The Anglican Church of St Mary dates from the 13th century. It has a Perpendicular tower with a bell chamber. It is a Grade I listed building. Several of the memorials and crosses in the churchyard are also listed buildings.

== Buildings ==

There are a range of other listed buildings in the village including Sherborne House, which is a Grade II listed building, as is Manor Farmhouse, which dates from the early 17th century.

Shortwood House residing on the outskirts of the village, holds significant historic importance. Built in 1806 as the home for serving Catholic Priests, the building incorporated a Catholic chapel.

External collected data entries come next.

// SPDX-License-Identifier: MIT OR Apache-2.0
//! Determines entry point, exported names, and module flavor for an
//! installed package.
//!
//! Reads the installed package's manifest, chooses between `main` (CJS) and
//! `module` (ESM) entries, enumerates named exports via a lexical scan of
//! the entry file (not a full ECMAScript parser — cataloguing top-level
//! `export` statements does not need one), and detects the CJS/ESM flavor.
#![deny(unsafe_code)]
#![warn(missing_docs)]

use cdn_core::ModuleMeta;
use cdn_error::{CdnError, ErrorKind};
use std::path::{Path, PathBuf};
use tracing::debug;

/// Manifest fields this crate needs, independent of where they came from
/// (`cdn-registry`'s [`cdn_registry::PackageManifest`] or a local read).
#[derive(Debug, Clone, Default)]
pub struct EntryManifest {
    /// CJS entry point, relative to the package root.
    pub main: Option<String>,
    /// ESM entry point, relative to the package root.
    pub module: Option<String>,
    /// Declared type-declaration entry, if any.
    pub types: Option<String>,
}

/// The outcome of introspecting an installed package.
#[derive(Debug, Clone, Default, PartialEq)]
pub struct IntrospectionResult {
    /// Metadata to persist alongside the build artifact.
    pub meta: ModuleMeta,
    /// Path to the chosen entry file, relative to the package root. Empty
    /// when `typesOnly`.
    pub entry: String,
}

/// Determine entry point, exports, and flavor for an installed package.
pub struct ModuleIntrospector;

impl ModuleIntrospector {
    /// Read `package_dir` (the installed package root) and classify it.
    ///
    /// # Errors
    ///
    /// Returns `Invalid` if neither a runtime entry nor `types` is declared.
    pub fn introspect(package_dir: &Path, manifest: &EntryManifest) -> Result<IntrospectionResult, CdnError> {
        if manifest.main.is_none() && manifest.module.is_none() {
            return match &manifest.types {
                Some(types) => Ok(IntrospectionResult {
                    meta: ModuleMeta { types_only: true, dts: types.clone(), ..Default::default() },
                    entry: String::new(),
                }),
                None => Err(CdnError::new(ErrorKind::Invalid, "init", "package declares neither a runtime entry nor types")),
            };
        }

        let (entry_rel, is_esm) = match (&manifest.module, &manifest.main) {
            (Some(m), _) => (m.clone(), true),
            (None, Some(m)) => (m.clone(), false),
            (None, None) => unreachable!("checked above"),
        };

        let entry_path = package_dir.join(&entry_rel);
        let source = std::fs::read_to_string(&entry_path)
            .map_err(|e| CdnError::new(ErrorKind::Invalid, "init", format!("cannot read entry {entry_rel}: {e}")))?;

        let exports = scan_named_exports(&source);
        let export_default = scan_has_default_export(&source);
        let cjs = !is_esm || looks_like_commonjs(&source);

        debug!(target: "cdn.introspect", entry = %entry_rel, exports = exports.len(), export_default, cjs, "introspected entry");

        Ok(IntrospectionResult {
            meta: ModuleMeta {
                exports,
                export_default,
                cjs,
                types_only: false,
                package_css: false,
                dts: manifest.types.clone().unwrap_or_default(),
            },
            entry: entry_rel,
        })
    }
}

/// Lexical scan for top-level `export` forms. Recognizes:
/// - `export { a, b as c }`
/// - `export const/let/var/function/class NAME`
#[must_use]
pub fn scan_named_exports(source: &str) -> Vec<String> {
    let mut names = Vec::new();
    for line in source.lines() {
        let line = line.trim();
        if let Some(rest) = line.strip_prefix("export {") {
            let body = rest.split('}').next().unwrap_or("");
            for item in body.split(',') {
                let item = item.trim();
                if item.is_empty() {
                    continue;
                }
                let name = match item.split_once(" as ") {
                    Some((_, alias)) => alias.trim(),
                    None => item,
                };
                if !name.is_empty() && name != "default" {
                    names.push(name.to_string());
                }
            }
        } else if let Some(rest) = line.strip_prefix("export const ") {
            push_declared_name(&mut names, rest);
        } else if let Some(rest) = line.strip_prefix("export let ") {
            push_declared_name(&mut names, rest);
        } else if let Some(rest) = line.strip_prefix("export var ") {
            push_declared_name(&mut names, rest);
        } else if let Some(rest) = line.strip_prefix("export function ") {
            push_declared_name(&mut names, rest);
        } else if let Some(rest) = line.strip_prefix("export function* ") {
            push_declared_name(&mut names, rest);
        } else if let Some(rest) = line.strip_prefix("export class ") {
            push_declared_name(&mut names, rest);
        } else if let Some(rest) = line.strip_prefix("export async function ") {
            push_declared_name(&mut names, rest);
        }
    }
    names.sort();
    names.dedup();
    names
}

fn push_declared_name(names: &mut Vec<String>, rest: &str) {
    let name: String = rest.chars().take_while(|c| c.is_alphanumeric() || *c == '_' || *c == '$').collect();
    if !name.is_empty() {
        names.push(name);
    }
}

/// `true` if the source contains a top-level `export default`.
#[must_use]
pub fn scan_has_default_export(source: &str) -> bool {
    source.lines().any(|l| l.trim_start().starts_with("export default"))
}

/// Heuristic CJS detection for a nominally-ESM entry: presence of
/// `module.exports` or `require(` assignments without any `import`/`export`
/// statement at the top level suggests the `module` field was mislabeled.
#[must_use]
pub fn looks_like_commonjs(source: &str) -> bool {
    let has_cjs_marker = source.contains("module.exports") || source.contains("exports.");
    let has_esm_marker = source.lines().any(|l| {
        let t = l.trim_start();
        t.starts_with("import ") || t.starts_with("export ")
    });
    has_cjs_marker && !has_esm_marker
}

/// Locate `package_dir`'s package.json-declared `name` on disk, used by
/// callers that only have a package root and need the manifest path.
#[must_use]
pub fn package_json_path(package_dir: &Path) -> PathBuf {
    package_dir.join("package.json")
}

Shortwood House is also the birth place of Brenda Pye (29 November 1907 – 26 April 2005), also known as Brenda Landon or Brenda Capron, who was an English portrait painter and landscape artist. She exhibited at the Royal Academy, the Paris Salon, the Royal Society of Portrait Painters, the Royal Society of British Artists and the Association of Women Artists; she was also a member of the Association of Sussex Artists.

Her earliest years were spent at her birthplace: Shortwood House, Litton, in Somerset, to which her father Walter Capron had retired from his London practice. A now famous three-quarter length portrait of her in the gardens of Shortwood House in the summer of 1914, was painted by Henry Strachey, at that time the art critic of the Spectator, who lived nearby.